### Exercise
Go through the lines below one by one and count those holding the string "contains". Give the count alone.

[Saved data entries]
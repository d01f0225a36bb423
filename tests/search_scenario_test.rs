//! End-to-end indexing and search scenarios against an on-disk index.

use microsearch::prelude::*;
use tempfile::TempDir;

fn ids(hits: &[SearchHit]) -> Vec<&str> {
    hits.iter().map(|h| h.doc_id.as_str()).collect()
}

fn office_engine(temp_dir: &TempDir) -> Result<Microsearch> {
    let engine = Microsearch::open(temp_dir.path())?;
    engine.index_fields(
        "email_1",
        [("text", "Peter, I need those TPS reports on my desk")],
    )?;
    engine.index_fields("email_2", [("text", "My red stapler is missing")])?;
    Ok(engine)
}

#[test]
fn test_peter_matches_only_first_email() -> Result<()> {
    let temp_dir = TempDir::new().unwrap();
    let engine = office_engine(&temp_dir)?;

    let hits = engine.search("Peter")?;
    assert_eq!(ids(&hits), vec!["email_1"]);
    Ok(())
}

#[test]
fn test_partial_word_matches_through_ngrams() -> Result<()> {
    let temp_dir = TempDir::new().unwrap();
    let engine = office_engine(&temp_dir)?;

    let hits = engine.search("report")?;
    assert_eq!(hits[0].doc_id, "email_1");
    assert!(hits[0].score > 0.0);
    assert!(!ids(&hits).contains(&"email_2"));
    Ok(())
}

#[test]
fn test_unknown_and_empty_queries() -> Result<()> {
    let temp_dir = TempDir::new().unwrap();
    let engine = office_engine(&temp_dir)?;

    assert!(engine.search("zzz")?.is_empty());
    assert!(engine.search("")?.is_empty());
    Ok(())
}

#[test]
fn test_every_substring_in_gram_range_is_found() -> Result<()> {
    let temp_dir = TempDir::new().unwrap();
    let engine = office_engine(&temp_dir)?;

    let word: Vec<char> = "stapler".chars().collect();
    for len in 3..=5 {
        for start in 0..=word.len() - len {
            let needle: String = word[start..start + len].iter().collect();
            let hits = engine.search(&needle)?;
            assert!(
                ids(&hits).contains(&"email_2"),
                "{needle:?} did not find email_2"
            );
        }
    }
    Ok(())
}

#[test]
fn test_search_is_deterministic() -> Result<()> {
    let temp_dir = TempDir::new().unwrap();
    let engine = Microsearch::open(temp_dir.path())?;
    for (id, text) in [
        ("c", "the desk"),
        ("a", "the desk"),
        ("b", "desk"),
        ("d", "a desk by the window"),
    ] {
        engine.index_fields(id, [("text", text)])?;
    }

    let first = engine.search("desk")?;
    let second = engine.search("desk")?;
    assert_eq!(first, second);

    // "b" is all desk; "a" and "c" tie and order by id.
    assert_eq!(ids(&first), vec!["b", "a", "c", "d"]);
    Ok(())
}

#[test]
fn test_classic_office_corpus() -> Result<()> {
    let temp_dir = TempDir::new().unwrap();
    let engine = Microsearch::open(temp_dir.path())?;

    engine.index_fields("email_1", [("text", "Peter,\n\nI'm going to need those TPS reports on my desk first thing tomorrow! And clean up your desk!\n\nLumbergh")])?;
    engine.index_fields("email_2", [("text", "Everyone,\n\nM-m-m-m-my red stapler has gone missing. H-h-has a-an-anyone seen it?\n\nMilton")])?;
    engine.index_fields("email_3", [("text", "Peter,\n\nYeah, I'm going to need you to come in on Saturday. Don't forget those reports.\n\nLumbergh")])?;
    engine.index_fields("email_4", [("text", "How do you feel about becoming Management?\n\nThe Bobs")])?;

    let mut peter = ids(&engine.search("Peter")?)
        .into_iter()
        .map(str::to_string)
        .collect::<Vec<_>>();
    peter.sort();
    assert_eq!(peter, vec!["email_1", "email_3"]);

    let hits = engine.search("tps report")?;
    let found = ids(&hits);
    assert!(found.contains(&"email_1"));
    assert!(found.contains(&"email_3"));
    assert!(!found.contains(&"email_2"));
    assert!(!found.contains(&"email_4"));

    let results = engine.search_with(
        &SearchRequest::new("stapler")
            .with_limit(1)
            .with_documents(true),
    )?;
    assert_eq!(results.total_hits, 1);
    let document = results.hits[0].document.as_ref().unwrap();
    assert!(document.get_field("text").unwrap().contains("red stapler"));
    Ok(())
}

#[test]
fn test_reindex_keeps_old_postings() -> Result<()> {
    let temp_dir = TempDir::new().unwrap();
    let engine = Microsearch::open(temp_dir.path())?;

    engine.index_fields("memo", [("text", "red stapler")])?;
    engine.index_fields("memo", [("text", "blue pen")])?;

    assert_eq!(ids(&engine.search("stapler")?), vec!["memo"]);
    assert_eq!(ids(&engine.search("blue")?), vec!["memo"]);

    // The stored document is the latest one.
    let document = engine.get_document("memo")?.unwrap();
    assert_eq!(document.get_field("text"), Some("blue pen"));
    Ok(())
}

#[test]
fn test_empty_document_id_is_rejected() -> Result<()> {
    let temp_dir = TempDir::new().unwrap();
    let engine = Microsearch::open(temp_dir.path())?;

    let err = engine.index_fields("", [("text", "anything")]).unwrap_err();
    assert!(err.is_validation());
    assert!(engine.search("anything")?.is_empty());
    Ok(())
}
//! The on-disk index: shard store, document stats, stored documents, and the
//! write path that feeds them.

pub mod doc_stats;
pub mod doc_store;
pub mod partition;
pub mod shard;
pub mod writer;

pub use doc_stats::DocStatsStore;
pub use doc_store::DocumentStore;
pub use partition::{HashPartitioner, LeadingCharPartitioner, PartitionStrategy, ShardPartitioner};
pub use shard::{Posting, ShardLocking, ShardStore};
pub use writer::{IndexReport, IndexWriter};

### Answer to this exercise
7